DATA FOR REVIEW =
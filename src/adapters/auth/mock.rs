//! Mock session validator for testing.
//!
//! # Example
//!
//! ```ignore
//! let validator = MockSessionValidator::new().with_test_user("token-a", "user-a");
//! let user = validator.validate("token-a").await?;
//! ```

use std::collections::HashMap;
use std::sync::RwLock;

use async_trait::async_trait;

use crate::domain::foundation::{AuthError, AuthenticatedUser, UserId};
use crate::ports::SessionValidator;

/// Stores a map of tokens to users. Tokens not in the map return `InvalidToken`.
#[derive(Debug, Default)]
pub struct MockSessionValidator {
    tokens: RwLock<HashMap<String, AuthenticatedUser>>,
    /// Optional error to return for all validations.
    force_error: RwLock<Option<AuthError>>,
}

impl MockSessionValidator {
    pub fn new() -> Self {
        Self::default()
    }

    /// Adds a valid token that maps to a user.
    pub fn with_user(self, token: impl Into<String>, user: AuthenticatedUser) -> Self {
        if let Ok(mut tokens) = self.tokens.write() {
            tokens.insert(token.into(), user);
        }
        self
    }

    /// Adds a valid token for a user with the given id and a derived email.
    /// An empty id registers nothing.
    pub fn with_test_user(self, token: impl Into<String>, user_id: impl Into<String>) -> Self {
        let user_id = user_id.into();
        let email = format!("{}@test.example.com", user_id);
        match UserId::new(user_id) {
            Ok(id) => self.with_user(token, AuthenticatedUser::new(id, Some(email))),
            Err(_) => self,
        }
    }

    /// Forces all validations to return the specified error.
    pub fn with_error(self, error: AuthError) -> Self {
        if let Ok(mut forced) = self.force_error.write() {
            *forced = Some(error);
        }
        self
    }
}

#[async_trait]
impl SessionValidator for MockSessionValidator {
    async fn validate(&self, token: &str) -> Result<AuthenticatedUser, AuthError> {
        if let Some(error) = self.force_error.read().ok().and_then(|e| e.clone()) {
            return Err(error);
        }
        self.tokens
            .read()
            .map_err(|_| AuthError::service_unavailable("mock validator lock poisoned"))?
            .get(token)
            .cloned()
            .ok_or(AuthError::InvalidToken)
    }
}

WHAT IS REQUIRED = If a line of the records contains the word "Adds", count it; give only the total.

ANSWER TO THIS TASK = 2